The problem>
Search the data below for "None"; list each line that holds it.
.....
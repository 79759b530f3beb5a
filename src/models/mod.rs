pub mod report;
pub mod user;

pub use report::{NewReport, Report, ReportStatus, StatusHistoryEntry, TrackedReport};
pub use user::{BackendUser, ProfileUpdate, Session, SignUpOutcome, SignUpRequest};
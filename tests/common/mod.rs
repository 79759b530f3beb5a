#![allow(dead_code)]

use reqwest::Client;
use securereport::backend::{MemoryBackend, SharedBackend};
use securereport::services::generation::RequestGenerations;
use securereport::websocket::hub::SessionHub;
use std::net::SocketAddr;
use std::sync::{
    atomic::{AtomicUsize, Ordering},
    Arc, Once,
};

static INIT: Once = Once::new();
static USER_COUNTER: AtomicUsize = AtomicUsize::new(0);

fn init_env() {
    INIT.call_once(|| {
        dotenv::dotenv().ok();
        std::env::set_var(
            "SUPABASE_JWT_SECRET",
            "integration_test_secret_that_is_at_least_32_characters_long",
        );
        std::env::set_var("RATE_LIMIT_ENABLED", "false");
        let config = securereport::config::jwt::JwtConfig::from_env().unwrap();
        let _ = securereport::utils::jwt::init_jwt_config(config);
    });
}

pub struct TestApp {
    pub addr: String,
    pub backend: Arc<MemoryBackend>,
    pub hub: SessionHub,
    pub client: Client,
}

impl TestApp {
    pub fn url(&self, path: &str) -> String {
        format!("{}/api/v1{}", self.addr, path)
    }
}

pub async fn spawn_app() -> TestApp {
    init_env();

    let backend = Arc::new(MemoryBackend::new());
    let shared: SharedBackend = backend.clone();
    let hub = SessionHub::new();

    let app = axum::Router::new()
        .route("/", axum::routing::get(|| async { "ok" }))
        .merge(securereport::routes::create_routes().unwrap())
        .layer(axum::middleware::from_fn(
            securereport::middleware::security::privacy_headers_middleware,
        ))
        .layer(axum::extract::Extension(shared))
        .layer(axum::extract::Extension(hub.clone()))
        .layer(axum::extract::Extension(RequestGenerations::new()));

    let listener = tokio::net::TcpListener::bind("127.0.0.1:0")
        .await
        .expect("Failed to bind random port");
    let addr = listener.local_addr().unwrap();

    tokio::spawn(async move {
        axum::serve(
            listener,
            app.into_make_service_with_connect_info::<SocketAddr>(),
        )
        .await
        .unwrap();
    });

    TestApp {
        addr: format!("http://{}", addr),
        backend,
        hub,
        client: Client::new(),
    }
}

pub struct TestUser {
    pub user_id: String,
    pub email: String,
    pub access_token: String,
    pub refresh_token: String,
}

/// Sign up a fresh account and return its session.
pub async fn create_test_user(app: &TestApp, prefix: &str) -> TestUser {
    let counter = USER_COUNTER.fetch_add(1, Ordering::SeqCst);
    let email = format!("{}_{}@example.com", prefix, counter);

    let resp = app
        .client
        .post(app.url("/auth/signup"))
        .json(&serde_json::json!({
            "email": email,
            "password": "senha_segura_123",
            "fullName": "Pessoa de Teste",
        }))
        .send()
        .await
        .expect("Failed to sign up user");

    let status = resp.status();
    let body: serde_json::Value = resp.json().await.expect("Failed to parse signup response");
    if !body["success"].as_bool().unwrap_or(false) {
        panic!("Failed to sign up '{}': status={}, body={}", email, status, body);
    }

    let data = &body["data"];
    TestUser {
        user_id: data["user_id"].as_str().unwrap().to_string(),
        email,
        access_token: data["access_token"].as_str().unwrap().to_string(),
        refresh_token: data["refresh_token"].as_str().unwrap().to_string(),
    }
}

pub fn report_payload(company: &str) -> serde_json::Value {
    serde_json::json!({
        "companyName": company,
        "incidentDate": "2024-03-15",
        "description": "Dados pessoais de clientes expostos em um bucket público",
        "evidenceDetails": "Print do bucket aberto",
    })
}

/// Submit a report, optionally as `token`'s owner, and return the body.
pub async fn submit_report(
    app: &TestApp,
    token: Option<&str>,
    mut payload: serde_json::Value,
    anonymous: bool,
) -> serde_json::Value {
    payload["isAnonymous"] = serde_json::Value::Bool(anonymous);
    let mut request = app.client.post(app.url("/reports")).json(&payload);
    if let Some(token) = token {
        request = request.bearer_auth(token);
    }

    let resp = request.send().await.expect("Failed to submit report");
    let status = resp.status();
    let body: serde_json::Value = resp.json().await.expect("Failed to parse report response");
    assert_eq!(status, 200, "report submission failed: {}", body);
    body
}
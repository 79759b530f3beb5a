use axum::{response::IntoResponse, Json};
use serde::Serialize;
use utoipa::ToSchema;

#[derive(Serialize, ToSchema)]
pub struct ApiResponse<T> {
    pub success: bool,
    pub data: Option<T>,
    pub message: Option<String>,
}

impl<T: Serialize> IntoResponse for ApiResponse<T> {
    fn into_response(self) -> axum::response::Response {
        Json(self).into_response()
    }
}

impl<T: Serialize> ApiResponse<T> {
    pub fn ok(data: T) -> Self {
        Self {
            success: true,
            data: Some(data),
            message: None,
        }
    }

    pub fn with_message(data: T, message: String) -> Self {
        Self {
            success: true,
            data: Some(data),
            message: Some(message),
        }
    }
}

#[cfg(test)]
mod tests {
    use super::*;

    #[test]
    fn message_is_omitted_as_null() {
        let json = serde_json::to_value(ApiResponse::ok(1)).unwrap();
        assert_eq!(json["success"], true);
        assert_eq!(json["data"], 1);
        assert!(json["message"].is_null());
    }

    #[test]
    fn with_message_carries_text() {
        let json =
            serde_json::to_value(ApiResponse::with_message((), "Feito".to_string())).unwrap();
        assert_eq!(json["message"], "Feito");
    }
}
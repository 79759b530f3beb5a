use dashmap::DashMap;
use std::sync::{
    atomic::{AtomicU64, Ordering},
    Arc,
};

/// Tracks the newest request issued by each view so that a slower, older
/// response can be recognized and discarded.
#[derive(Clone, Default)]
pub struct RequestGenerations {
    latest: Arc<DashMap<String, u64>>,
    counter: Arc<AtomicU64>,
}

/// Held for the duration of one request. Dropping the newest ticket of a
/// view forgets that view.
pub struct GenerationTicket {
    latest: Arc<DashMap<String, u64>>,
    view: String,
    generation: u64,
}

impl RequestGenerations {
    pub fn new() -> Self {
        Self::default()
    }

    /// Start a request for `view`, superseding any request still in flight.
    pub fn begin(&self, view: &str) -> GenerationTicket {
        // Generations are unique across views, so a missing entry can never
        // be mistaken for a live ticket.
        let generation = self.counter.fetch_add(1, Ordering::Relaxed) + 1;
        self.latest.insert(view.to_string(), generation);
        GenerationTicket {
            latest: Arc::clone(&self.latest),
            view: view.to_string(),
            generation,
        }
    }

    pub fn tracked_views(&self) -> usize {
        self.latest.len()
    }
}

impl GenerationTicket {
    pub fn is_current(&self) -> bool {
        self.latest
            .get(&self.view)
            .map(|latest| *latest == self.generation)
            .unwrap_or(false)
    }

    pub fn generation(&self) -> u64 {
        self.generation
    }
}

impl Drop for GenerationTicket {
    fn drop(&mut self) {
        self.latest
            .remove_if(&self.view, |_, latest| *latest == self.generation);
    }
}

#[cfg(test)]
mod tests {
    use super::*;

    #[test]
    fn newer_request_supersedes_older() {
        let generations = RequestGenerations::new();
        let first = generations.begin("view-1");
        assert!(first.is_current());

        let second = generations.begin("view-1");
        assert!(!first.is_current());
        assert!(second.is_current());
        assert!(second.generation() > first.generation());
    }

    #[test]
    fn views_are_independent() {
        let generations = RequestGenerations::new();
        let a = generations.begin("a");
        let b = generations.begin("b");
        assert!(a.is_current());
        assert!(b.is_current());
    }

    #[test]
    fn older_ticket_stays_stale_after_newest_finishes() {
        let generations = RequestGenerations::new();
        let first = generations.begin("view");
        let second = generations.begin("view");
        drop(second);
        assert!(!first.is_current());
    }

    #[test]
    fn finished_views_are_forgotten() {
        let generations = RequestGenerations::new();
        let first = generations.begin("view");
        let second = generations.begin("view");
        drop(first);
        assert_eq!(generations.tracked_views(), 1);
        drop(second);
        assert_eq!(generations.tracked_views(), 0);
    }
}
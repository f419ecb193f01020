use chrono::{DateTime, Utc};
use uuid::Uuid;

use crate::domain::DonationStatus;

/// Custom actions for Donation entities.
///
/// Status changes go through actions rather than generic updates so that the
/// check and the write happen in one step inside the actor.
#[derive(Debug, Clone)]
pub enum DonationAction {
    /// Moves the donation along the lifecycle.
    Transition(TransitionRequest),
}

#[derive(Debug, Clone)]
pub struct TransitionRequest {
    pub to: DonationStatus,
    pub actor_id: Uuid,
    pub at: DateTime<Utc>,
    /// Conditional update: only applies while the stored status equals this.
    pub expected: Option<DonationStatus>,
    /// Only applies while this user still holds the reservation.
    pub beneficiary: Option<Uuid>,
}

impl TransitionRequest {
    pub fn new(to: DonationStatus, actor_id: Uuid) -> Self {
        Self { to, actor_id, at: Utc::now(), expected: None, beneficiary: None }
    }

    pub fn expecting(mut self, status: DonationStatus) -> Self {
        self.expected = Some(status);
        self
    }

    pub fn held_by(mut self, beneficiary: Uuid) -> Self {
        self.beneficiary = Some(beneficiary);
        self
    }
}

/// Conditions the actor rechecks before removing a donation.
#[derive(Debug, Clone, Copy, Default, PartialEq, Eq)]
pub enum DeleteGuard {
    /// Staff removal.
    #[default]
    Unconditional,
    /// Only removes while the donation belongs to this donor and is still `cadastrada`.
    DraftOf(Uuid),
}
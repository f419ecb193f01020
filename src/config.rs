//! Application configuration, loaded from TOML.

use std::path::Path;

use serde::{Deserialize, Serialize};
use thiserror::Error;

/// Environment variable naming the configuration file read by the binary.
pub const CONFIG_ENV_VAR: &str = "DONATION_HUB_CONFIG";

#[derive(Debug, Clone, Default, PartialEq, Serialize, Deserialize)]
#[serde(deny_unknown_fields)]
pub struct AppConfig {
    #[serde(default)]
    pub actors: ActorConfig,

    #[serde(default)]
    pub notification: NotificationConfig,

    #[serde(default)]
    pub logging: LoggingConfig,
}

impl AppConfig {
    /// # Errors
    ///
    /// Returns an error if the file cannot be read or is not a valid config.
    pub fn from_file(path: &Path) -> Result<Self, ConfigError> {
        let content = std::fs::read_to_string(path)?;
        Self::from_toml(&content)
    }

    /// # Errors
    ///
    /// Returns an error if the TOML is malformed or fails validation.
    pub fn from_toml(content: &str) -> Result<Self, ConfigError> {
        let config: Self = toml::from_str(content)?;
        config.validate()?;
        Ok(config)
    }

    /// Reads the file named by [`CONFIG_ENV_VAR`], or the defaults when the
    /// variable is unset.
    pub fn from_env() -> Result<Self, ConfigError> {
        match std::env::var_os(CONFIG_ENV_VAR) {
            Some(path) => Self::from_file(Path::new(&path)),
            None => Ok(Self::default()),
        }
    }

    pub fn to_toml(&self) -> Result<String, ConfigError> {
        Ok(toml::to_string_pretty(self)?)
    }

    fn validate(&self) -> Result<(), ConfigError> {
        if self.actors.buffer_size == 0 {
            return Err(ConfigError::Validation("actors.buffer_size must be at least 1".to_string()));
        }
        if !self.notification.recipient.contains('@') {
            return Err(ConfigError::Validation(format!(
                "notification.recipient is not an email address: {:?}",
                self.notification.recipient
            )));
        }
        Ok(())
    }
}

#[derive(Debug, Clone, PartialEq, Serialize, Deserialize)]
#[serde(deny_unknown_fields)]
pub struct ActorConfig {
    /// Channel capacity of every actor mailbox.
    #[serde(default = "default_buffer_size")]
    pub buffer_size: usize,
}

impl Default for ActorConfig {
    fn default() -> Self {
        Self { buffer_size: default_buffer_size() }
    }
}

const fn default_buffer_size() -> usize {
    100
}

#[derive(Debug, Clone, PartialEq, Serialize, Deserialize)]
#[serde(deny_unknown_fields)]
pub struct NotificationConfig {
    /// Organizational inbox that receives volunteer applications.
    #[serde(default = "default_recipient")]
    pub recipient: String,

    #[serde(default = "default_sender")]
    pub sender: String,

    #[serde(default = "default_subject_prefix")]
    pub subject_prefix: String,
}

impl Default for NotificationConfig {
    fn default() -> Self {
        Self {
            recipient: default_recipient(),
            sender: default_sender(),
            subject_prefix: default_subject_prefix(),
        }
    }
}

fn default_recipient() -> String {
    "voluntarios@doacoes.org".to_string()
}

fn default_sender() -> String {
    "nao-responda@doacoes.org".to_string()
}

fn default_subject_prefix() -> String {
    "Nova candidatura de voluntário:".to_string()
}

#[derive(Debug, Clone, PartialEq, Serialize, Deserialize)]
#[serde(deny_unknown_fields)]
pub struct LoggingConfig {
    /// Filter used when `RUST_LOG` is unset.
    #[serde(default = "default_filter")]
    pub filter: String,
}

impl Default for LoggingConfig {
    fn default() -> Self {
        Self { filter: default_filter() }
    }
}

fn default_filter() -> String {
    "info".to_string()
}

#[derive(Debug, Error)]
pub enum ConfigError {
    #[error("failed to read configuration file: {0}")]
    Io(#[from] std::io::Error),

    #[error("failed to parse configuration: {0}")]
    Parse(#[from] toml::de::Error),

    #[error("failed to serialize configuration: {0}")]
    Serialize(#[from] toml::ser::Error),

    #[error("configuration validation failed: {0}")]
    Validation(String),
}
.....
The answer>
            message: None,
        Self { to, actor_id, at: Utc::now(), expected: None, beneficiary: None }
            None => Ok(Self::default()),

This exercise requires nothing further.